Work order:
Below are the entries; state how many of their lines contain the string "total", and nothing more.

------ Working data

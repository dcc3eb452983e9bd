//! CSV dataset loading and train/validation split

use anyhow::{Context, Result};
use rand::seq::SliceRandom;
use serde::Deserialize;
use std::path::Path;
use tracing::{info, warn};

/// One labeled training example. Label 0 is safe, 1 is scam.
#[derive(Debug, Clone)]
pub struct TrainingExample {
    pub text: String,
    pub label: u32,
}

/// Raw CSV row before cleaning. Both columns are required by header name;
/// everything else in the file is ignored.
#[derive(Debug, Deserialize)]
struct RawRow {
    text: Option<String>,
    label: Option<String>,
}

/// Load labeled examples from a CSV file with `text` and `label` columns.
///
/// Rows with a missing or empty field, or a label that does not coerce to
/// 0 or 1, are dropped with a warning rather than aborting the run.
pub fn load_csv(path: &Path) -> Result<Vec<TrainingExample>> {
    let mut reader = csv::Reader::from_path(path)
        .with_context(|| format!("Cannot open dataset '{}'", path.display()))?;

    let mut examples = Vec::new();
    let mut dropped = 0usize;

    for row in reader.deserialize() {
        let row: RawRow = row.context("Malformed CSV row")?;
        match clean_row(row) {
            Some(example) => examples.push(example),
            None => dropped += 1,
        }
    }

    if dropped > 0 {
        warn!("Dropped {} rows with missing or invalid fields", dropped);
    }
    info!("Loaded {} examples from {}", examples.len(), path.display());

    Ok(examples)
}

fn clean_row(row: RawRow) -> Option<TrainingExample> {
    let text = row.text?;
    if text.trim().is_empty() {
        return None;
    }

    let raw_label = row.label?;
    let raw_label = raw_label.trim();
    // Coerce to integer; "1.0" style floats appear in exported datasets
    let label = raw_label
        .parse::<u32>()
        .ok()
        .or_else(|| raw_label.parse::<f64>().ok().map(|f| f as u32))?;
    if label > 1 {
        return None;
    }

    Some(TrainingExample { text, label })
}

/// Randomly shuffle `examples` and split off a validation fraction.
///
/// The split is stratify-free: classes are only balanced to the extent the
/// shuffle makes them so.
pub fn split_train_val<T>(mut examples: Vec<T>, val_fraction: f64) -> (Vec<T>, Vec<T>) {
    examples.shuffle(&mut rand::thread_rng());

    let total = examples.len();
    let val_len = ((total as f64) * val_fraction).round() as usize;
    let val = examples.split_off(total - val_len.min(total));

    (examples, val)
}

#[cfg(test)]
mod tests {
    use super::*;
    use std::io::Write;

    fn write_csv(content: &str) -> tempfile::NamedTempFile {
        let mut file = tempfile::NamedTempFile::new().unwrap();
        write!(file, "{}", content).unwrap();
        file
    }

    #[test]
    fn test_load_csv() {
        let file = write_csv(
            "text,label\n\
             \"Congratulations, you won a prize!\",1\n\
             \"Lunch at noon?\",0\n",
        );

        let examples = load_csv(file.path()).unwrap();
        assert_eq!(examples.len(), 2);
        assert_eq!(examples[0].label, 1);
        assert_eq!(examples[1].label, 0);
        assert_eq!(examples[1].text, "Lunch at noon?");
    }

    #[test]
    fn test_rows_with_missing_fields_dropped() {
        let file = write_csv(
            "text,label\n\
             \"Missing label\",\n\
             ,1\n\
             \"Bad label\",spam\n\
             \"Out of range\",3\n\
             \"Kept\",1\n",
        );

        let examples = load_csv(file.path()).unwrap();
        assert_eq!(examples.len(), 1);
        assert_eq!(examples[0].text, "Kept");
    }

    #[test]
    fn test_float_label_coerced() {
        let file = write_csv("text,label\n\"Float label\",1.0\n");

        let examples = load_csv(file.path()).unwrap();
        assert_eq!(examples.len(), 1);
        assert_eq!(examples[0].label, 1);
    }

    #[test]
    fn test_missing_file_is_error() {
        assert!(load_csv(Path::new("/nonexistent/dataset.csv")).is_err());
    }

    #[test]
    fn test_split_sizes() {
        let items: Vec<usize> = (0..100).collect();
        let (train, val) = split_train_val(items, 0.2);
        assert_eq!(train.len(), 80);
        assert_eq!(val.len(), 20);
    }

    #[test]
    fn test_split_preserves_all_items() {
        let items: Vec<usize> = (0..53).collect();
        let (train, val) = split_train_val(items, 0.2);
        assert_eq!(train.len() + val.len(), 53);
    }

    #[test]
    fn test_split_empty_dataset() {
        let items: Vec<usize> = Vec::new();
        let (train, val) = split_train_val(items, 0.2);
        assert!(train.is_empty());
        assert!(val.is_empty());
    }
}
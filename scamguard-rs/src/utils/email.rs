use crate::error::{Result, ScamError};

/// Normalize an address for blocklist storage and lookup.
///
/// Entries are compared case-insensitively; only the lowercase form is
/// ever stored or listed.
pub fn normalize_email(email: &str) -> String {
    email.to_lowercase()
}

/// Structural email validation
pub fn validate_email(email: &str) -> Result<()> {
    if email.is_empty() {
        return Err(ScamError::InvalidEmail("address is empty".to_string()));
    }

    let parts: Vec<&str> = email.split('@').collect();
    if parts.len() != 2 {
        return Err(ScamError::InvalidEmail(
            "address must contain exactly one @".to_string(),
        ));
    }

    let (local, domain) = (parts[0], parts[1]);

    if local.is_empty() || domain.is_empty() {
        return Err(ScamError::InvalidEmail(
            "local part and domain cannot be empty".to_string(),
        ));
    }

    if !domain.contains('.') {
        return Err(ScamError::InvalidEmail(
            "domain must contain a dot".to_string(),
        ));
    }

    Ok(())
}
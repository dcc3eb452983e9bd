// E2E Test 2: Blocklist management
// Requires a running scamguard-rs instance. Blocklist state is in-memory
// and shared across tests, so every test uses its own unique address.

use serde_json::{json, Value};

fn base_url() -> String {
    std::env::var("SCAMGUARD_URL").unwrap_or_else(|_| "http://localhost:8000".to_string())
}

fn unique_email(tag: &str) -> String {
    format!("{}-{}@example.com", tag, std::process::id())
}

async fn list_blocklist(client: &reqwest::Client) -> Vec<String> {
    let response = client
        .get(format!("{}/blocklist/", base_url()))
        .send()
        .await
        .expect("Request failed");

    assert!(response.status().is_success(), "List should succeed");
    response.json().await.expect("Invalid JSON")
}

#[tokio::test]
async fn test_add_twice_keeps_one_entry() {
    let client = reqwest::Client::new();
    let email = unique_email("dup");

    // Add the same address twice, with different casing
    for variant in [email.to_uppercase(), email.clone()] {
        let response = client
            .post(format!("{}/blocklist/add", base_url()))
            .json(&json!({ "email": variant }))
            .send()
            .await
            .expect("Request failed");

        assert!(response.status().is_success(), "Add should succeed");
        let body: Value = response.json().await.expect("Invalid JSON");
        assert_eq!(body["status"], "added");
    }

    let entries = list_blocklist(&client).await;
    let occurrences = entries.iter().filter(|e| **e == email).count();
    assert_eq!(occurrences, 1, "Duplicate adds must collapse to one entry");

    // Only the lowercase form is ever listed
    assert!(!entries.contains(&email.to_uppercase()));
}

#[tokio::test]
async fn test_remove_absent_entry_is_noop() {
    let client = reqwest::Client::new();
    let before = list_blocklist(&client).await;

    let response = client
        .post(format!("{}/blocklist/remove", base_url()))
        .json(&json!({ "email": unique_email("never-added") }))
        .send()
        .await
        .expect("Request failed");

    assert!(response.status().is_success(), "Remove of absent entry must not error");
    let body: Value = response.json().await.expect("Invalid JSON");
    assert_eq!(body["status"], "removed");

    let after = list_blocklist(&client).await;
    assert_eq!(before, after, "Blocklist should be unchanged");
}

#[tokio::test]
async fn test_add_then_remove_roundtrip() {
    let client = reqwest::Client::new();
    let email = unique_email("roundtrip");

    client
        .post(format!("{}/blocklist/add", base_url()))
        .json(&json!({ "email": email }))
        .send()
        .await
        .expect("Request failed");

    assert!(list_blocklist(&client).await.contains(&email));

    client
        .post(format!("{}/blocklist/remove", base_url()))
        .json(&json!({ "email": email.to_uppercase() }))
        .send()
        .await
        .expect("Request failed");

    assert!(
        !list_blocklist(&client).await.contains(&email),
        "Removal should be case-insensitive"
    );
}

#[tokio::test]
async fn test_malformed_address_rejected() {
    let client = reqwest::Client::new();

    let response = client
        .post(format!("{}/blocklist/add", base_url()))
        .json(&json!({ "email": "definitely not an email" }))
        .send()
        .await
        .expect("Request failed");

    assert_eq!(
        response.status().as_u16(),
        422,
        "Malformed address should be rejected with a structured error"
    );

    let body: Value = response.json().await.expect("Invalid JSON");
    assert!(body["error"].is_string(), "Error body should carry a message");
}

------------

Output of the exercise:
3